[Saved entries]
=====

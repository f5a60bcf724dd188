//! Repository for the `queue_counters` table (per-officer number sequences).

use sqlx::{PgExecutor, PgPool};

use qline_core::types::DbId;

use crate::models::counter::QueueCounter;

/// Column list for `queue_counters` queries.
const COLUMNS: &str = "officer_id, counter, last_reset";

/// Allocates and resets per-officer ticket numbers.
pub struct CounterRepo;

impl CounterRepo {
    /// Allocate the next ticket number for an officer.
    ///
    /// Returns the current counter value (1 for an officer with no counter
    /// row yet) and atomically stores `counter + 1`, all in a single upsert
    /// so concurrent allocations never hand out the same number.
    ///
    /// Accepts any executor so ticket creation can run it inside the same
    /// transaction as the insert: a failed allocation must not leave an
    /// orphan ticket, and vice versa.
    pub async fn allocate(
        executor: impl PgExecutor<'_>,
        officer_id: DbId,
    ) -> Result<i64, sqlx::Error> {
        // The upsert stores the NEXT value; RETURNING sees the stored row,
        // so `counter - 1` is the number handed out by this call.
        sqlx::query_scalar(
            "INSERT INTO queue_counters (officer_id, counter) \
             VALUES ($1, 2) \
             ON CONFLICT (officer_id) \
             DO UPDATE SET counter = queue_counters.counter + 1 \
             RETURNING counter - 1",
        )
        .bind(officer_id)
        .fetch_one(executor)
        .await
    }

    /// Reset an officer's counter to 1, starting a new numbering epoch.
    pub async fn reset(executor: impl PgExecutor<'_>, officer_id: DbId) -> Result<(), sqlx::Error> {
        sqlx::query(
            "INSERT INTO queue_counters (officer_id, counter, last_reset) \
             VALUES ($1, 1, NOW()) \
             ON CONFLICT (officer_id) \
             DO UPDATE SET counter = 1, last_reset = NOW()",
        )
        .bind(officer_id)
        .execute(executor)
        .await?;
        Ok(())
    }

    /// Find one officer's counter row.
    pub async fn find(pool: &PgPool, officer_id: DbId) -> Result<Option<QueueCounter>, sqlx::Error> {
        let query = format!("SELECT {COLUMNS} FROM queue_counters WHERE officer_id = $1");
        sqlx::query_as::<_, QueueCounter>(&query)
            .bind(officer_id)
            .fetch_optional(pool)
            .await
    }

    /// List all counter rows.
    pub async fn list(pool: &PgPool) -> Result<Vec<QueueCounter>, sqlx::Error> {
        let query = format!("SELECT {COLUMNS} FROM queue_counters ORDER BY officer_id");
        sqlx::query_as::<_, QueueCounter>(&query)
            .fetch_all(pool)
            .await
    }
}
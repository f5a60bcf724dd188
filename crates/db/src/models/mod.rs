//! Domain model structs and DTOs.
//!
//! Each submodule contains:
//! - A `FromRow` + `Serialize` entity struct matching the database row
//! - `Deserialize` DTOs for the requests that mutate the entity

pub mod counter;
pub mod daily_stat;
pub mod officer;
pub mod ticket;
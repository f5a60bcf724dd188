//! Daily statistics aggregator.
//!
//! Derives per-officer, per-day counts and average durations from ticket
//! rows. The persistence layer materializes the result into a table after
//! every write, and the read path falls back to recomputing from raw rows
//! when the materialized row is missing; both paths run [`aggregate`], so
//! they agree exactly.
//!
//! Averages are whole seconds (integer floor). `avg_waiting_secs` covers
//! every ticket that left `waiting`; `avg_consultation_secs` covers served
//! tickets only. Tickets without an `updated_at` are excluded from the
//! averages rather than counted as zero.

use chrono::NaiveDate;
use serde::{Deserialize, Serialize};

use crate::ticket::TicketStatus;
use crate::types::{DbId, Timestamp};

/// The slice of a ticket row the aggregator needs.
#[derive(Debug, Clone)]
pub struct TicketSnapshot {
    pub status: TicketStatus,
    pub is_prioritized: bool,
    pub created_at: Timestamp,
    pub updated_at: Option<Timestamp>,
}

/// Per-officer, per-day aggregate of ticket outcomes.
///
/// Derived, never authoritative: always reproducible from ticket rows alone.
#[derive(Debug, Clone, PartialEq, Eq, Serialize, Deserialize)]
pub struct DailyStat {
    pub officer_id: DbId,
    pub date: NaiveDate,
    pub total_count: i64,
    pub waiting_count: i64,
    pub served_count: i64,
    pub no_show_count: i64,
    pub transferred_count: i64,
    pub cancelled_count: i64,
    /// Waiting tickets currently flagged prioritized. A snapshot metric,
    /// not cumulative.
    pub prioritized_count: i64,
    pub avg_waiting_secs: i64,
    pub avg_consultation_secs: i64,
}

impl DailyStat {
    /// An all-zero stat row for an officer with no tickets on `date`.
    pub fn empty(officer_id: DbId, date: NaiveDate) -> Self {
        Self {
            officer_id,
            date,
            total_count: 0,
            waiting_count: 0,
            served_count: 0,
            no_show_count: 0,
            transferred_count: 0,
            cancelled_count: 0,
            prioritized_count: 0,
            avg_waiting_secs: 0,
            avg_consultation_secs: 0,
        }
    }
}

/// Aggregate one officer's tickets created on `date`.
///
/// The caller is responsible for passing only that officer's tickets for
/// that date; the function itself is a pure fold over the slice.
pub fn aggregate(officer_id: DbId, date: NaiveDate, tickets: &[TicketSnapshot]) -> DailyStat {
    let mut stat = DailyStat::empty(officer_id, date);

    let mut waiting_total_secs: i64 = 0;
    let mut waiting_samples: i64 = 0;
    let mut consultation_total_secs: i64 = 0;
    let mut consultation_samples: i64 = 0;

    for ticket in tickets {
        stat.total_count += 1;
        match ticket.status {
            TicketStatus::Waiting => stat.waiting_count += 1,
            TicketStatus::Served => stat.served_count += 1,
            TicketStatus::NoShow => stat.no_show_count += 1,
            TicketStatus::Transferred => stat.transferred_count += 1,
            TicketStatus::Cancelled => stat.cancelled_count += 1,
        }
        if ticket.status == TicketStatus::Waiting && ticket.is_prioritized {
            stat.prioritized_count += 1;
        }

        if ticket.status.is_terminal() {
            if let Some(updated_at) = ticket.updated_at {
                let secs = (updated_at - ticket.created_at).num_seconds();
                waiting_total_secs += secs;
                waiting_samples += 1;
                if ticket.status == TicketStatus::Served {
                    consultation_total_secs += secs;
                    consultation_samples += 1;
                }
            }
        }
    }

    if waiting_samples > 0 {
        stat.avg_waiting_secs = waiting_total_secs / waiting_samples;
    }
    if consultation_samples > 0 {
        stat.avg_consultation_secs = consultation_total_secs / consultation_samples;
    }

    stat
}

=====

**Aim of the exercise**
Looking through the records, copy out every line in which the word "only" is found.

**Task output**
//! tickets only. Tickets without an `updated_at` are excluded from the
/// The caller is responsible for passing only that officer's tickets for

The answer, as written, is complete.